|Publication number||US4446689 A|
|Application number||US 06/462,639|
|Publication date||May 8, 1984|
|Filing date||Jan 31, 1983|
|Priority date||Feb 2, 1981|
|Publication number||06462639, 462639, US 4446689 A, US 4446689A, US-A-4446689, US4446689 A, US4446689A|
|Inventors||Tommy G. Hardin, Bruce C. Vrieland|
|Original Assignee||At&T Technologies, Inc.|
|Export Citation||BiBTeX, EndNote, RefMan|
|Patent Citations (13), Referenced by (31), Classifications (6), Legal Events (4)|
|External Links: USPTO, USPTO Assignment, Espacenet|
This is a division of application Ser. No. 230,233 filed Feb. 2, 1981, now U.S. Pat. No. 4,423,589.
This invention relates to telecommunication cables of the type comprised of a number of twisted wire pair or quad units stranded together to form a cable core, and to methods of manufacturing such multi-unit type cables.
Telecommunication cables, of the type whereby information is transmitted by conduction of electrical signals, have a cable core comprised of a plurality of twisted wire pairs or quads often hereinafter referred to only as pairs. The core is usually protected by a metallic sheath or shield formed about the core and overlaid with an outer, plastic jacket. Where the cable core contains more than some 10 to 25 individually twisted wire pairs it ordinarily assumes a multi-unit configuration. This is necessitated by structural considerations since a cable core formed of a large number of twisted wire pairs merely massed together is too rigid for cable handling and laying facility. Wire pair identification is also inhibited where a large number of wire pairs are formed into a single unit.

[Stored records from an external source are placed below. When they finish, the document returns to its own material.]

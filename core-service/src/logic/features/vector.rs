//! Feature Vector - Fixed-schema summary of one drawing sample
//!
//! **Versioned feature vector with layout validation**
//!
//! Uses centralized layout from `layout.rs` for:
//! - Consistent feature ordering
//! - Version tracking
//! - Layout hash for compatibility checks
//!
//! Every slot is always present and finite: writes of NaN/Infinity are
//! replaced by `FEATURE_DEFAULT`.

use std::collections::BTreeMap;

use serde::{Deserialize, Serialize};

use super::layout::{
    feature_index, layout_hash, validate_layout, LayoutMismatchError, FEATURE_COUNT,
    FEATURE_DEFAULT, FEATURE_LAYOUT, FEATURE_VERSION,
};

// ============================================================================
// VERSIONED FEATURE VECTOR
// ============================================================================

/// Versioned Feature Vector with layout metadata
#[derive(Debug, Clone, PartialEq, Serialize, Deserialize)]
pub struct FeatureVector {
    /// Feature layout version
    pub version: u8,
    /// CRC32 hash of the feature layout (for mismatch detection)
    pub layout_hash: u32,
    /// Feature values in order defined by FEATURE_LAYOUT
    pub values: [f64; FEATURE_COUNT],
}

impl FeatureVector {
    /// All-default vector with current version
    pub fn new() -> Self {
        Self {
            version: FEATURE_VERSION,
            layout_hash: layout_hash(),
            values: [FEATURE_DEFAULT; FEATURE_COUNT],
        }
    }

    /// Create from raw values; non-finite values are replaced by the default
    pub fn from_values(values: [f64; FEATURE_COUNT]) -> Self {
        let mut vector = Self::new();
        for (i, v) in values.into_iter().enumerate() {
            vector.set(i, v);
        }
        vector
    }

    /// Build from a name -> value map (persistence format).
    /// Unknown names are ignored, missing names keep the default.
    pub fn from_map<'a, I>(entries: I) -> Self
    where
        I: IntoIterator<Item = (&'a str, f64)>,
    {
        let mut vector = Self::new();
        for (name, value) in entries {
            if !vector.set_by_name(name, value) {
                log::debug!("Ignoring unknown feature '{}'", name);
            }
        }
        vector
    }

    /// Named values in layout order
    pub fn to_map(&self) -> BTreeMap<String, f64> {
        FEATURE_LAYOUT
            .iter()
            .zip(self.values.iter())
            .map(|(name, value)| (name.to_string(), *value))
            .collect()
    }

    /// Get values as slice
    pub fn as_slice(&self) -> &[f64] {
        &self.values
    }

    /// Get feature by index
    pub fn get(&self, index: usize) -> Option<f64> {
        self.values.get(index).copied()
    }

    /// Get feature by name
    pub fn get_by_name(&self, name: &str) -> Option<f64> {
        feature_index(name).and_then(|i| self.get(i))
    }

    /// Set feature by index
    pub fn set(&mut self, index: usize, value: f64) {
        if index < FEATURE_COUNT {
            self.values[index] = if value.is_finite() { value } else { FEATURE_DEFAULT };
        }
    }

    /// Set feature by name
    pub fn set_by_name(&mut self, name: &str, value: f64) -> bool {
        if let Some(index) = feature_index(name) {
            self.set(index, value);
            true
        } else {
            false
        }
    }

    /// True when every value is finite
    pub fn is_finite(&self) -> bool {
        self.values.iter().all(|v| v.is_finite())
    }

    /// Validate that this vector is compatible with current layout
    pub fn validate(&self) -> Result<(), LayoutMismatchError> {
        validate_layout(self.version, self.layout_hash)
    }

    /// Check if this vector is compatible with current layout
    pub fn is_compatible(&self) -> bool {
        self.validate().is_ok()
    }

    /// Convert to JSON-serializable format for logging
    pub fn to_log_entry(&self) -> serde_json::Value {
        serde_json::json!({
            "feature_version": self.version,
            "layout_hash": self.layout_hash,
            "named_values": self.to_map(),
        })
    }
}

impl Default for FeatureVector {
    fn default() -> Self {
        Self::new()
    }
}

impl From<[f64; FEATURE_COUNT]> for FeatureVector {
    fn from(values: [f64; FEATURE_COUNT]) -> Self {
        Self::from_values(values)
    }
}

// ============================================================================
// BUILDER PATTERN
// ============================================================================

/// Builder for creating FeatureVector with named setters
pub struct FeatureVectorBuilder {
    vector: FeatureVector,
}

impl FeatureVectorBuilder {
    pub fn new() -> Self {
        Self { vector: FeatureVector::new() }
    }

    pub fn avg_velocity(mut self, value: f64) -> Self {
        self.vector.set_by_name("avg_velocity", value);
        self
    }

    pub fn width(mut self, value: f64) -> Self {
        self.vector.set_by_name("width", value);
        self
    }

    pub fn height(mut self, value: f64) -> Self {
        self.vector.set_by_name("height", value);
        self
    }

    pub fn stroke_count(mut self, value: f64) -> Self {
        self.vector.set_by_name("stroke_count", value);
        self
    }

    /// Set feature by name dynamically
    pub fn set(mut self, name: &str, value: f64) -> Self {
        self.vector.set_by_name(name, value);
        self
    }

    pub fn build(self) -> FeatureVector {
        self.vector
    }
}

impl Default for FeatureVectorBuilder {
    fn default() -> Self {
        Self::new()
    }
}

// ============================================================================
// TESTS
// ============================================================================

#[cfg(test)]
mod tests {
    use super::*;

    #[test]
    fn test_feature_vector_new() {
        let vector = FeatureVector::new();
        assert_eq!(vector.version, FEATURE_VERSION);
        assert_eq!(vector.layout_hash, layout_hash());
        assert!(vector.as_slice().iter().all(|&v| v == FEATURE_DEFAULT));
    }

    #[test]
    fn test_feature_vector_builder() {
        let vector = FeatureVectorBuilder::new()
            .avg_velocity(0.5)
            .width(100.0)
            .build();

        assert_eq!(vector.get_by_name("avg_velocity"), Some(0.5));
        assert_eq!(vector.get_by_name("width"), Some(100.0));
    }

    #[test]
    fn test_set_by_name_unknown() {
        let mut vector = FeatureVector::new();
        assert!(vector.set_by_name("height", 42.0));
        assert!(!vector.set_by_name("nonexistent", 0.0));
    }

    #[test]
    fn test_non_finite_replaced() {
        let mut vector = FeatureVector::new();
        vector.set_by_name("width", f64::NAN);
        vector.set_by_name("height", f64::INFINITY);
        assert_eq!(vector.get_by_name("width"), Some(FEATURE_DEFAULT));
        assert_eq!(vector.get_by_name("height"), Some(FEATURE_DEFAULT));
        assert!(vector.is_finite());

        let mut values = [1.0; FEATURE_COUNT];
        values[3] = f64::NEG_INFINITY;
        assert!(FeatureVector::from_values(values).is_finite());
    }

    #[test]
    fn test_map_conversion() {
        let vector = FeatureVectorBuilder::new().width(12.5).build();
        let map = vector.to_map();
        assert_eq!(map.len(), FEATURE_COUNT);
        assert_eq!(map["width"], 12.5);

        let back = FeatureVector::from_map(map.iter().map(|(k, v)| (k.as_str(), *v)));
        assert_eq!(back, vector);
    }

    #[test]
    fn test_from_map_missing_and_unknown() {
        let vector = FeatureVector::from_map([("width", 3.0), ("bogus", 9.0)]);
        assert_eq!(vector.get_by_name("width"), Some(3.0));
        assert_eq!(vector.get_by_name("height"), Some(FEATURE_DEFAULT));
    }

    #[test]
    fn test_feature_vector_validation() {
        let mut vector = FeatureVector::new();
        assert!(vector.is_compatible());
        vector.layout_hash ^= 1;
        assert!(!vector.is_compatible());
    }

    #[test]
    fn test_to_log_entry() {
        let log = FeatureVectorBuilder::new().avg_velocity(1.5).build().to_log_entry();
        assert_eq!(log["feature_version"], FEATURE_VERSION);
        assert_eq!(log["named_values"]["avg_velocity"], 1.5);
    }
}
//! Enrollment Policy
//!
//! Which samples feed the baseline is an explicit rule: each sample carries
//! an enrollment flag set when it was recorded, and the first K flagged
//! samples (chronologically) are aggregated. Row order is never used.

use chrono::{DateTime, Utc};
use serde::{Deserialize, Serialize};

use crate::constants::DEFAULT_ENROLLMENT_SAMPLES;
use crate::logic::config::EngineConfig;

/// Stored sample as seen by the policy
pub trait EnrollmentRecord {
    fn is_enrollment(&self) -> bool;
    fn recorded_at(&self) -> DateTime<Utc>;
}

#[derive(Debug, Clone, Copy, PartialEq, Eq, Serialize, Deserialize)]
pub struct EnrollmentPolicy {
    /// K: enrollment samples aggregated into a baseline
    pub required_samples: usize,
}

impl Default for EnrollmentPolicy {
    fn default() -> Self {
        Self { required_samples: DEFAULT_ENROLLMENT_SAMPLES }
    }
}

impl From<&EngineConfig> for EnrollmentPolicy {
    fn from(config: &EngineConfig) -> Self {
        Self { required_samples: config.enrollment_samples }
    }
}

impl EnrollmentPolicy {
    pub fn new(required_samples: usize) -> Self {
        Self { required_samples }
    }

    /// Flag for a newly recorded sample, given how many enrollment samples exist
    pub fn is_enrollment_slot(&self, enrolled_so_far: usize) -> bool {
        enrolled_so_far < self.required_samples
    }

    /// True once K enrollment samples are recorded
    pub fn is_complete(&self, enrolled: usize) -> bool {
        enrolled >= self.required_samples
    }

    /// Enrollment-flagged samples, oldest first, at most K.
    /// Ties on `recorded_at` keep their input order.
    pub fn select<'a, T: EnrollmentRecord>(&self, samples: &'a [T]) -> Vec<&'a T> {
        let mut flagged: Vec<&T> = samples.iter().filter(|s| s.is_enrollment()).collect();
        flagged.sort_by_key(|s| s.recorded_at());
        flagged.truncate(self.required_samples);
        flagged
    }
}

The cores of multi-unit type telecommunication cables are thus formed of several individual, distinct units each comprised of a limited number of twisted wire pairs. Each unit is commonly formed by advancing a group of twisted wire pairs serially through an oscillating faceplate, a sizing die and a binder. The faceplate serves to twist the groups of twisted wire pairs together with a group lay that periodically reverses direction. The sizing die and binder respectively serve to compress the group together and to bind them with a helically wound ribbon or tape. Once the units have themselves been formed they are stranded together and bound with a core wrap to form a finished cable core.
The just described multi-unit type of cable has well served the telecommunications industry now for many years. There has however been one recognized, potentially adverse electrical property associated with their use. However, since it has been outside the audio frequency range, the only range actually carried by the cables until recently, its presence has heretofore been one of academic interest only.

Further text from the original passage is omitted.